The LCV Victory Fund makes independent expenditures in campaigns aimed at defeating pro-polluter candidates or helping to elect environmental champions. By law, these independent expenditures cannot be coordinated or made in consultation with any candidate campaign. But LCV and other environmental organizations are also directly supporting McCready’s campaign by contacting their members to volunteer and turn out to vote, and you can help McCready have the funds to cross the finish line.

The latest polls show this contest is highly competitive, and it has attracted major interest from both major political parties, as well as industry lobbies and public interest groups. Oil industry interests strongly favor Bishop. The contest is viewed as a proxy for the nationwide battles in next year’s battle for the country’s future.

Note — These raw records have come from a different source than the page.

//! End-to-end pipeline runs over the fake provider.

use std::sync::Arc;

use larder_core::feedback::{CsvFeedbackStore, FeedbackCategory, FeedbackLogger, FeedbackStore};
use larder_core::pipeline::{route, RecipePipeline, RecipeRequest, StageName};
use larder_core::{FakeProvider, GenerateResponse};
use serde_json::{json, Value};
use tempfile::TempDir;

const VALIDATION_REPLY: &str = "CLEANED_INGREDIENTS: [onion, garlic, chicken]\nVALID_PREFERENCES: [vegetarian]\nISSUES: None";

const VALIDATION_REPLY_NO_PREFERENCES: &str =
    "CLEANED_INGREDIENTS: [onion, garlic]\nVALID_PREFERENCES: []\nISSUES: None";

const FILTER_REPLY: &str = "FILTERED_INGREDIENTS: [onion, garlic]\nREMOVED_INGREDIENTS: [chicken - not vegetarian]\nSUGGESTED_ALTERNATIVES: [tofu]";

const RECIPE_REPLY: &str = "TITLE: Garlic Onion Rice\n\nINGREDIENTS:\n- 2 diced onions\n- 3 cloves garlic\n- 1 cup rice\n\nINSTRUCTIONS:\n1. Fry the onions and garlic.\n2. Add rice and water, simmer.\n\nADDITIONAL INGREDIENTS NEEDED: [oil]";

const TIME_REPLY: &str = "Estimated total cooking time: 45 minutes";

const HEALTH_REPLY: &str = "NUTRITIONAL_BENEFITS: Garlic supports heart health.\nHEALTH_TIPS: Use brown rice.\nHEALTHIER_SUGGESTIONS: Less oil.\nWARNINGS: None";

const ALTERNATE_REPLY: &str = "ALTERNATE_RECIPE_NAME: Onion Garlic Congee\nCUISINE_STYLE: Chinese\nINGREDIENTS_NEEDED:\n- 1 onion\nINSTRUCTIONS:\n1. Simmer.\nDIFFICULTY: Easy\nSERVINGS: 2\nFLAVOR_PROFILE: Mild";

struct Harness {
    provider: Arc<FakeProvider>,
    store: Arc<CsvFeedbackStore>,
    pipeline: RecipePipeline,
    _dir: TempDir,
}

fn harness(provider: FakeProvider) -> Harness {
    let dir = TempDir::new().unwrap();
    let store = Arc::new(CsvFeedbackStore::new(dir.path().join("feedback.csv")));
    let provider = Arc::new(provider);
    let pipeline = RecipePipeline::new(provider.clone(), FeedbackLogger::new(store.clone()));
    Harness {
        provider,
        store,
        pipeline,
        _dir: dir,
    }
}

fn scripted(validation_reply: &str) -> FakeProvider {
    let provider = FakeProvider::new();
    provider.add_response("input validator", validation_reply);
    provider.add_response("dietary restriction specialist", FILTER_REPLY);
    provider.add_response("professional chef", RECIPE_REPLY);
    provider.add_response("cooking time expert", TIME_REPLY);
    provider.add_response("nutrition expert", HEALTH_REPLY);
    provider.add_response("creative chef", ALTERNATE_REPLY);
    provider
}

fn request() -> RecipeRequest {
    RecipeRequest::new("onion, garlic, chicken")
        .with_preferences(["vegetarian"])
        .with_max_time(30)
}

async fn generate_json(h: &Harness, request: RecipeRequest) -> Value {
    serde_json::to_value(h.pipeline.generate(request).await).unwrap()
}

#[tokio::test]
async fn test_full_run_without_alternate() {
    let h = harness(scripted(VALIDATION_REPLY));
    let value = generate_json(&h, request()).await;

    assert_eq!(value["status"], json!("success"));
    assert_eq!(value["cleaned_ingredients"], json!(["onion", "garlic", "chicken"]));
    assert_eq!(value["filtered_ingredients"], json!(["onion", "garlic"]));
    assert_eq!(value["removed_ingredients"], json!(["chicken - not vegetarian"]));
    assert_eq!(value["recipe_title"], json!("Garlic Onion Rice"));
    assert_eq!(value["missed_ingredients"], json!(["1 cup rice"]));
    assert_eq!(value["additional_ingredients"], json!(["oil"]));
    assert_eq!(value["estimated_cook_time"], json!(45));
    assert_eq!(value["health_tips"], json!("Use brown rice."));
    assert_eq!(value["feedback_logged"], json!(false));

    for stage in route(false) {
        assert_eq!(value[stage.completion_key()], json!(true), "{} not complete", stage);
    }
    assert!(value.get("alternate_recipe_complete").is_none());
    assert!(value.get("alternate_recipe_name").is_none());

    // validate, filter, generate, estimate_time, health_tips
    assert_eq!(h.provider.call_count(), 5);
}

#[tokio::test]
async fn test_alternate_runs_before_feedback() {
    let h = harness(scripted(VALIDATION_REPLY));
    let state = h
        .pipeline
        .run(request().with_alternate(true))
        .await
        .unwrap();

    assert!(state.is_complete(StageName::Alternate));
    assert!(state.is_complete(StageName::Feedback));
    assert_eq!(state.alternate.as_ref().unwrap().name, "Onion Garlic Congee");

    let prompts = h.provider.prompts();
    assert_eq!(prompts.len(), 6);
    assert!(prompts[4].contains("nutrition expert"));
    assert!(prompts[5].contains("creative chef"));
    assert!(prompts[5].contains("Original recipe: Garlic Onion Rice"));
}

#[tokio::test]
async fn test_empty_preferences_skip_filter_call() {
    let h = harness(scripted(VALIDATION_REPLY_NO_PREFERENCES));
    let state = h
        .pipeline
        .run(RecipeRequest::new("onion, garlic"))
        .await
        .unwrap();

    assert_eq!(state.filtered_ingredients(), ["onion", "garlic"]);
    assert!(state.is_complete(StageName::Filter));
    assert!(!h
        .provider
        .prompts()
        .iter()
        .any(|p| p.contains("dietary restriction specialist")));
    assert_eq!(h.provider.call_count(), 4);
}

#[tokio::test]
async fn test_failure_aborts_run_without_feedback() {
    let provider = FakeProvider::new();
    provider.add_response("input validator", VALIDATION_REPLY);
    provider.add_response("dietary restriction specialist", FILTER_REPLY);
    provider.add_response("professional chef", RECIPE_REPLY);
    provider.add_response("cooking time expert", TIME_REPLY);
    let h = harness(provider);

    let response = h
        .pipeline
        .generate(request().with_feedback("thumbs_up"))
        .await;

    assert!(!response.is_success());
    let value = serde_json::to_value(&response).unwrap();
    assert_eq!(value["status"], json!("error"));
    assert!(value["error"]
        .as_str()
        .unwrap()
        .starts_with("health_tips stage failed"));
    assert!(value["trace"].as_str().unwrap().contains("health_tips"));
    assert!(value.get("recipe_title").is_none());
    assert_eq!(value.as_object().unwrap().len(), 3);

    assert!(h.store.read_all().unwrap().is_empty());
}

#[tokio::test]
async fn test_first_stage_failure_makes_one_call() {
    let h = harness(FakeProvider::failing("connection refused"));
    let err = h.pipeline.run(request()).await.unwrap_err();

    assert_eq!(err.stage, StageName::Validate);
    assert!(err.to_string().contains("connection refused"));
    assert_eq!(h.provider.call_count(), 1);
}

#[tokio::test]
async fn test_feedback_is_logged_from_run() {
    let h = harness(scripted(VALIDATION_REPLY));
    let response = h
        .pipeline
        .generate(request().with_feedback("thumbs_up"))
        .await;

    let state = response.state().unwrap();
    assert!(state.feedback_logged());

    let records = h.store.read_all().unwrap();
    assert_eq!(records.len(), 1);
    let record = &records[0];
    assert_eq!(record.recipe_name, "Garlic Onion Rice");
    assert_eq!(record.ingredients, "onion, garlic");
    assert_eq!(record.dietary_preferences, "vegetarian");
    assert_eq!(record.total_time, Some(45));
    assert_eq!(record.feedback_type, FeedbackCategory::ThumbsUp);
}

#[tokio::test]
async fn test_invalid_feedback_type_does_not_abort() {
    let h = harness(scripted(VALIDATION_REPLY));
    let response = h
        .pipeline
        .generate(request().with_feedback("love_it"))
        .await;

    assert!(matches!(response, GenerateResponse::Success(_)));
    assert!(!response.state().unwrap().feedback_logged());
    assert!(h.store.read_all().unwrap().is_empty());
}

#[tokio::test]
async fn test_every_declared_output_is_present() {
    let h = harness(scripted(VALIDATION_REPLY));
    let value = generate_json(&h, request().with_alternate(true)).await;

    for meta in h.pipeline.stages() {
        for key in meta.writes {
            assert!(
                value.get(*key).is_some(),
                "{} did not write {}",
                meta.name,
                key
            );
        }
    }
}

#[tokio::test]
async fn test_unparseable_replies_fall_back_per_field() {
    let h = harness(FakeProvider::new().with_default_response("I'd rather not."));
    let value = generate_json(&h, RecipeRequest::new("mystery").with_alternate(true)).await;

    assert_eq!(value["status"], json!("success"));
    assert_eq!(value["cleaned_ingredients"], json!([]));
    assert_eq!(value["validation_issues"], json!("None"));
    assert_eq!(value["recipe_title"], json!("Delicious Recipe"));
    assert_eq!(value["estimated_cook_time"], json!(null));
    assert_eq!(value["health_warnings"], json!("None"));
    assert_eq!(value["alternate_recipe_name"], json!("Alternative Recipe"));
    assert_eq!(value["alternate_servings"], json!("4"));
}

The Ninth Congressional District stretches across eight counties along the state’s southern border, and includes parts of the cities of Charlotte and Fayetteville. It has been viewed as a strongly Republican-leaning district, but was one of the closest congressional contests in the nation in 2018. The state Board of Elections took the unusual step of invalidating the results of last year’s contest after evidence showed a pattern of extensive absentee ballot fraud on behalf of the Republican nominee in that contest, Mark Harris. Harris declined to run in the special election, and Bishop won a multi-candidate primary.

Early voting has begun in the contest. The election will conclude on Tuesday, September 10.